Do not feed at night. Conflicts with nocturnal wildlife are one of the primary reasons neighbors complain about feral cat colonies, and daytime feeding reduces the chance of wild animals helping themselves to the cats’ food.

Keep feeding areas clean. Change the dishes when they get dirty, and pick up trash even if it isn’t yours. Don’t leave empty cans or large piles of food. Dry food is less messy than canned, and if you feed only dry food, canned food will be a more enticing treat, making trapping much easier.

Managing a Colony. Watch for new cats, and have them spayed or neutered right away.

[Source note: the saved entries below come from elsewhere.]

//! The `PostgreSQL` implementation of the core persistence seam.
//!
//! Agents, events, messages, and relationships each map to one table
//! (see `migrations/0001_init.sql`). Mood and relation labels are
//! stored as lowercase text; event ids are generated app-side.

use chrono::{DateTime, Utc};
use sqlx::PgPool;
use uuid::Uuid;

use terrarium_core::{HistoryReader, Persistence, PersistenceError};
use terrarium_types::{
    AgentId, AgentSeed, EventId, EventRecord, PersistedMood, RelationKind, RelationshipView,
    StoredEvent, mood_adjusted_strength,
};

use crate::postgres::PostgresPool;

/// One row of the `agents` table.
#[derive(Debug, sqlx::FromRow)]
struct AgentRow {
    id: Uuid,
    name: String,
    personality: String,
    mood_value: i32,
}

impl AgentRow {
    fn into_seed(self) -> AgentSeed {
        AgentSeed {
            id: AgentId::from(self.id),
            name: self.name,
            personality: self.personality,
            mood_value: self.mood_value,
        }
    }
}

/// One `events` row joined with the participants' display names.
#[derive(Debug, sqlx::FromRow)]
struct EventRow {
    id: Uuid,
    content: String,
    actor_name: Option<String>,
    target_name: Option<String>,
    mood_after: Option<String>,
    relation_kind: Option<String>,
    relation_delta: i32,
    created_at: DateTime<Utc>,
}

impl EventRow {
    fn into_view(self) -> StoredEvent {
        StoredEvent {
            id: EventId::from(self.id),
            content: self.content,
            actor_name: self.actor_name,
            target_name: self.target_name,
            // Unknown stored labels render as absent rather than
            // failing the whole page.
            mood_after: self.mood_after.as_deref().and_then(PersistedMood::parse),
            relation_kind: self.relation_kind.as_deref().and_then(RelationKind::parse),
            relation_delta: self.relation_delta,
            created_at: self.created_at,
        }
    }
}

/// One `relationships` row joined with both endpoints' names and moods.
#[derive(Debug, sqlx::FromRow)]
struct RelationshipRow {
    from_id: Uuid,
    to_id: Uuid,
    kind: String,
    strength: i32,
    from_name: Option<String>,
    from_mood: Option<String>,
    to_name: Option<String>,
    to_mood: Option<String>,
}

impl RelationshipRow {
    fn into_view(self) -> RelationshipView {
        let kind = RelationKind::parse(&self.kind).unwrap_or(RelationKind::Neutral);
        let from_mood = self.from_mood.as_deref().and_then(PersistedMood::parse);
        let to_mood = self.to_mood.as_deref().and_then(PersistedMood::parse);
        RelationshipView {
            from_id: AgentId::from(self.from_id),
            to_id: AgentId::from(self.to_id),
            from_name: self.from_name,
            to_name: self.to_name,
            kind,
            strength: self.strength,
            display_strength: mood_adjusted_strength(self.strength, from_mood, to_mood, kind),
        }
    }
}

fn unavailable(error: &sqlx::Error) -> PersistenceError {
    PersistenceError::new(error.to_string())
}

/// Persistence over a `PostgreSQL` pool.
#[derive(Clone)]
pub struct PgStore {
    pool: PgPool,
}

impl PgStore {
    /// Bind a store to a connected pool.
    pub fn new(pool: &PostgresPool) -> Self {
        Self {
            pool: pool.pool().clone(),
        }
    }

    /// Insert agent rows, skipping ids that already exist.
    ///
    /// Used at engine start to seed a fresh database with a default
    /// population. Returns the number of rows actually inserted.
    ///
    /// # Errors
    ///
    /// Returns [`PersistenceError`] if any insert fails.
    pub async fn seed_agents(&self, seeds: &[AgentSeed]) -> Result<u64, PersistenceError> {
        let mut inserted = 0_u64;
        for seed in seeds {
            let result = sqlx::query(
                r"INSERT INTO agents (id, name, personality, mood, mood_value)
                  VALUES ($1, $2, $3, $4, $5)
                  ON CONFLICT (id) DO NOTHING",
            )
            .bind(seed.id.into_inner())
            .bind(&seed.name)
            .bind(&seed.personality)
            .bind(PersistedMood::Neutral.as_str())
            .bind(seed.mood_value)
            .execute(&self.pool)
            .await
            .map_err(|e| unavailable(&e))?;
            inserted = inserted.saturating_add(result.rows_affected());
        }
        tracing::info!(inserted, "Seeded agent rows");
        Ok(inserted)
    }

    /// Number of stored agent rows.
    ///
    /// # Errors
    ///
    /// Returns [`PersistenceError`] if the query fails.
    pub async fn count_agents(&self) -> Result<i64, PersistenceError> {
        let (count,): (i64,) = sqlx::query_as("SELECT COUNT(*) FROM agents")
            .fetch_one(&self.pool)
            .await
            .map_err(|e| unavailable(&e))?;
        Ok(count)
    }
}

impl Persistence for PgStore {
    async fn load_all_agents(&self) -> Result<Vec<AgentSeed>, PersistenceError> {
        let rows = sqlx::query_as::<_, AgentRow>(
            "SELECT id, name, personality, mood_value FROM agents ORDER BY id",
        )
        .fetch_all(&self.pool)
        .await
        .map_err(|e| unavailable(&e))?;
        Ok(rows.into_iter().map(AgentRow::into_seed).collect())
    }

    async fn save_mood(
        &self,
        id: AgentId,
        mood: PersistedMood,
        mood_value: i32,
    ) -> Result<(), PersistenceError> {
        sqlx::query(
            "UPDATE agents SET mood = $2, mood_value = $3, updated_at = NOW() WHERE id = $1",
        )
        .bind(id.into_inner())
        .bind(mood.as_str())
        .bind(mood_value)
        .execute(&self.pool)
        .await
        .map_err(|e| unavailable(&e))?;
        Ok(())
    }

    async fn append_event(&self, event: &EventRecord) -> Result<EventId, PersistenceError> {
        let id = EventId::new();
        sqlx::query(
            r"INSERT INTO events
                  (id, content, actor_id, target_id, mood_after, relation_kind, relation_delta, created_at)
              VALUES ($1, $2, $3, $4, $5, $6, $7, $8)",
        )
        .bind(id.into_inner())
        .bind(&event.content)
        .bind(event.actor.map(AgentId::into_inner))
        .bind(event.target.map(AgentId::into_inner))
        .bind(event.mood_after.map(PersistedMood::as_str))
        .bind(event.relation_kind.map(RelationKind::as_str))
        .bind(event.relation_delta)
        .bind(event.created_at)
        .execute(&self.pool)
        .await
        .map_err(|e| unavailable(&e))?;
        Ok(id)
    }

    async fn append_message(
        &self,
        from: AgentId,
        to: AgentId,
        content: &str,
    ) -> Result<(), PersistenceError> {
        sqlx::query(
            r"INSERT INTO messages (id, from_id, to_id, content)
              VALUES ($1, $2, $3, $4)",
        )
        .bind(Uuid::new_v4())
        .bind(from.into_inner())
        .bind(to.into_inner())
        .bind(content)
        .execute(&self.pool)
        .await
        .map_err(|e| unavailable(&e))?;
        Ok(())
    }

    async fn upsert_relationship(
        &self,
        from: AgentId,
        to: AgentId,
        kind: RelationKind,
        delta: i32,
    ) -> Result<(), PersistenceError> {
        sqlx::query(
            r"INSERT INTO relationships (from_id, to_id, kind, strength)
              VALUES ($1, $2, $3, $4)
              ON CONFLICT (from_id, to_id) DO UPDATE
              SET kind = EXCLUDED.kind,
                  strength = relationships.strength + EXCLUDED.strength,
                  updated_at = NOW()",
        )
        .bind(from.into_inner())
        .bind(to.into_inner())
        .bind(kind.as_str())
        .bind(delta)
        .execute(&self.pool)
        .await
        .map_err(|e| unavailable(&e))?;
        Ok(())
    }
}

impl HistoryReader for PgStore {
    async fn recent_events(&self, limit: u32) -> Result<Vec<StoredEvent>, PersistenceError> {
        let rows = sqlx::query_as::<_, EventRow>(
            r"SELECT e.id, e.content, a.name AS actor_name, t.name AS target_name,
                     e.mood_after, e.relation_kind, e.relation_delta, e.created_at
              FROM events e
              LEFT JOIN agents a ON a.id = e.actor_id
              LEFT JOIN agents t ON t.id = e.target_id
              ORDER BY e.created_at DESC
              LIMIT $1",
        )
        .bind(i64::from(limit))
        .fetch_all(&self.pool)
        .await
        .map_err(|e| unavailable(&e))?;
        Ok(rows.into_iter().map(EventRow::into_view).collect())
    }

    async fn relationships(&self) -> Result<Vec<RelationshipView>, PersistenceError> {
        let rows = sqlx::query_as::<_, RelationshipRow>(
            r"SELECT r.from_id, r.to_id, r.kind, r.strength,
                     f.name AS from_name, f.mood AS from_mood,
                     t.name AS to_name, t.mood AS to_mood
              FROM relationships r
              LEFT JOIN agents f ON f.id = r.from_id
              LEFT JOIN agents t ON t.id = r.to_id
              ORDER BY r.from_id, r.to_id",
        )
        .fetch_all(&self.pool)
        .await
        .map_err(|e| unavailable(&e))?;
        Ok(rows.into_iter().map(RelationshipRow::into_view).collect())
    }
}

#[cfg(test)]
mod tests {
    use super::*;

    #[test]
    fn agent_row_converts_to_seed() {
        let id = Uuid::new_v4();
        let row = AgentRow {
            id,
            name: "Ada".to_owned(),
            personality: "curious".to_owned(),
            mood_value: -7,
        };
        let seed = row.into_seed();
        assert_eq!(seed.id.into_inner(), id);
        assert_eq!(seed.name, "Ada");
        assert_eq!(seed.mood_value, -7);
    }

    #[test]
    fn event_row_drops_unknown_labels() {
        let row = EventRow {
            id: Uuid::new_v4(),
            content: "Ada → Bea: hi".to_owned(),
            actor_name: Some("Ada".to_owned()),
            target_name: Some("Bea".to_owned()),
            mood_after: Some("ecstatic".to_owned()),
            relation_kind: Some("respect".to_owned()),
            relation_delta: 3,
            created_at: Utc::now(),
        };
        let view = row.into_view();
        assert_eq!(view.mood_after, None);
        assert_eq!(view.relation_kind, Some(RelationKind::Respect));
        assert_eq!(view.actor_name.as_deref(), Some("Ada"));
    }

    #[test]
    fn relationship_row_computes_display_strength() {
        let row = RelationshipRow {
            from_id: Uuid::new_v4(),
            to_id: Uuid::new_v4(),
            kind: "tension".to_owned(),
            strength: 30,
            from_name: Some("Ada".to_owned()),
            from_mood: Some("happy".to_owned()),
            to_name: Some("Bea".to_owned()),
            to_mood: Some("happy".to_owned()),
        };
        let view = row.into_view();
        assert_eq!(view.kind, RelationKind::Tension);
        assert_eq!(view.strength, 30);
        assert_eq!(view.display_strength, 20);
    }
}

Keep a low profile. “Out of sight, out of mind” is the motto of many feral cat caregivers. Be inconspicuous in your feeding and trapping activities. If someone notices what you’re doing and asks about it, explain that altering and feeding feral cats decreases their numbers quickly and humanely. Most people will be supportive.

Share responsibilities. Have friends, co-workers, family members, or other caregivers who will feed the cats one day a week or colony sit while you’re on vacation. Perhaps they can socialize a kitten or keep a cat for post-surgery recovery while you continue trapping. The more people who participate in caring for a colony, the better off the cats–and you–will be.


Local veterinarians: Ask if they can put you in touch with anyone else who is caring for ferals for advice and support. Do they have a humane trap you can borrow?

Humane societies: Do they offer free or low-cost spay/neuter? Or medical care if you find a sick or injured cat? They may have humane traps to borrow or a volunteer who can teach you how to trap.

Pet supply stores: Find out if they have humane traps to borrow, rent, or buy, or referrals to volunteers or local feral cat groups. Tell them what you are doing, and ask for cat food donations, or request permission to set up a donation bin where customers can deposit cat food they purchase at the store.